→ ENTRIES SHOWN
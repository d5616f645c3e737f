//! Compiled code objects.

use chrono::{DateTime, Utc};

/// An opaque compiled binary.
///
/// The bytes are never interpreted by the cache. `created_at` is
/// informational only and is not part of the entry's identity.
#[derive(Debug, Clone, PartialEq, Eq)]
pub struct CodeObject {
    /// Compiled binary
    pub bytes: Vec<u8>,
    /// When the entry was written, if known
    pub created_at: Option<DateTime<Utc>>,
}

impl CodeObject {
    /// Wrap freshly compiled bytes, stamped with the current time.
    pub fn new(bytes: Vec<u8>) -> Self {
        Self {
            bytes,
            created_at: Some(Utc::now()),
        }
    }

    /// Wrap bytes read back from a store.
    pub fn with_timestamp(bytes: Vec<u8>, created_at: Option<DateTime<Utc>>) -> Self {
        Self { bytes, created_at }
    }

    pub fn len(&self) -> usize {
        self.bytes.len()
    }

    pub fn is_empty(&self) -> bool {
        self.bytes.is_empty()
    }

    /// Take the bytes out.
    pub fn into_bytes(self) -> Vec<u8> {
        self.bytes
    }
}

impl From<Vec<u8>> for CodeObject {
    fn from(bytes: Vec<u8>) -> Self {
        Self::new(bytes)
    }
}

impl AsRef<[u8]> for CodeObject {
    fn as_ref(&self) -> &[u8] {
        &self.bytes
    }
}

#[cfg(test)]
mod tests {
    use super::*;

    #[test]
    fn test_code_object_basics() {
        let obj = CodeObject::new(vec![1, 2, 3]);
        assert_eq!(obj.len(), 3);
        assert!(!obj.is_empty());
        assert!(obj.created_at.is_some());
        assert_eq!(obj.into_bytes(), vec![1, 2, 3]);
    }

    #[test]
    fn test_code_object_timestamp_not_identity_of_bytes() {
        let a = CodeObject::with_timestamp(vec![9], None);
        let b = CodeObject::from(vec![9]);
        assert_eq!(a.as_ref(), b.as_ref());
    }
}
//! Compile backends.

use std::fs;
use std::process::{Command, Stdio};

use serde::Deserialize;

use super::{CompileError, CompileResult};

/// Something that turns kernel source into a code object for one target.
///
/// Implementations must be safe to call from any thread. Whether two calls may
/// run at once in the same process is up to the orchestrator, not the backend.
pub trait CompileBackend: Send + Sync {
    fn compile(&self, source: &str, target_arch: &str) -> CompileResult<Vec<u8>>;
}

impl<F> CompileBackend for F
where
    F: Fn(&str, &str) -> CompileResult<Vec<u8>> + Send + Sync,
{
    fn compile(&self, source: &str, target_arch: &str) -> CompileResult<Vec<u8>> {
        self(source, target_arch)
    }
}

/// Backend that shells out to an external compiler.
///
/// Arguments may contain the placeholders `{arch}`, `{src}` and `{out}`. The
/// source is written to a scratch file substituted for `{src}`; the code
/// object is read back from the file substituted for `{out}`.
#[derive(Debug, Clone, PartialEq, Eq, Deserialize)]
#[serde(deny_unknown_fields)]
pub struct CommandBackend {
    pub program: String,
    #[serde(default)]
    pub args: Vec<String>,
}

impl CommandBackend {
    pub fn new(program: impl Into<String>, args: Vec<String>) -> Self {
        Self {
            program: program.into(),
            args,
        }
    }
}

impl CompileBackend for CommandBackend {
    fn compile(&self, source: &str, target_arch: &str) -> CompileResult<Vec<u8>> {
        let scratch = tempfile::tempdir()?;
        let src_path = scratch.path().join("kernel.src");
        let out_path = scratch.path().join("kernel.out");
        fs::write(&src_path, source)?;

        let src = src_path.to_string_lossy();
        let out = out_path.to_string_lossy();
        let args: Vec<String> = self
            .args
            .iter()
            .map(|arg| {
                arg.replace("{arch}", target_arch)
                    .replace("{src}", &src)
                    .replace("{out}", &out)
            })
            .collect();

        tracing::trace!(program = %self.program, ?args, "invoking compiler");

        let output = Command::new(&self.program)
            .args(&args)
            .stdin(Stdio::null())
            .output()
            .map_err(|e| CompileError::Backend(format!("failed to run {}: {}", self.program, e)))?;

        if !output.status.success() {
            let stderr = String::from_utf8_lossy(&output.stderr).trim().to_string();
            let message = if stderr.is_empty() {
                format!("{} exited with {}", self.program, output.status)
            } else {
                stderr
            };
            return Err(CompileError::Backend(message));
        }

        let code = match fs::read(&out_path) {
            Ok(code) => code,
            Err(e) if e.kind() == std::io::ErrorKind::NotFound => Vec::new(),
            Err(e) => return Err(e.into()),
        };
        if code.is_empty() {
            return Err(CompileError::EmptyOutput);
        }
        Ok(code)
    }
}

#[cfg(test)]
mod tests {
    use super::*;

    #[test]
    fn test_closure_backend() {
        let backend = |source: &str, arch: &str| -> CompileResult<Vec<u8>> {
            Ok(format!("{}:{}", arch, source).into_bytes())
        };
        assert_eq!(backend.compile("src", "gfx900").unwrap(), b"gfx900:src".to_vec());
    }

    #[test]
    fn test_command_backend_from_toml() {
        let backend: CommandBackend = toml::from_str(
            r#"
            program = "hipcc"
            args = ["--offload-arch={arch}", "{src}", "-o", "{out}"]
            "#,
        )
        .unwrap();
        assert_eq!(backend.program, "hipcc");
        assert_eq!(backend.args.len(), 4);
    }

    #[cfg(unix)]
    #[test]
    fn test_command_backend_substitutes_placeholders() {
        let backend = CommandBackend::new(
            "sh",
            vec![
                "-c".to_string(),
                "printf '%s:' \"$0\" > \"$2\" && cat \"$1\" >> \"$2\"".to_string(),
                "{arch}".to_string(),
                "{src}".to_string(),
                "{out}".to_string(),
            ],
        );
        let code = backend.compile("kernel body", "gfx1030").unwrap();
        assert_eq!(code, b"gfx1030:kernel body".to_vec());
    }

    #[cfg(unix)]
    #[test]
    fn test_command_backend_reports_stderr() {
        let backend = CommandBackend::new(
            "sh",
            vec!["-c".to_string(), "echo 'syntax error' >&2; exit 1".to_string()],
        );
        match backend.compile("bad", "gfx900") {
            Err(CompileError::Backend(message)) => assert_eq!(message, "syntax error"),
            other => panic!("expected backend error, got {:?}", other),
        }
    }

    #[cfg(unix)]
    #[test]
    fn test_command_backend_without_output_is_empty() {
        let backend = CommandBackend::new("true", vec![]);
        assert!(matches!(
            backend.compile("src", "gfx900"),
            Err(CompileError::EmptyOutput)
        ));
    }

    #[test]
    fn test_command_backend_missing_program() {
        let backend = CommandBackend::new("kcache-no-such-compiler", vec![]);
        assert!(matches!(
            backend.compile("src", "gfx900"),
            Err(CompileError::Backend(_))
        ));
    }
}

→ TASK OBJECTIVE
Check every line of the data for the string "CodeObject". Give the number of lines that have it, and only that.

→ OUTPUT BELOW
7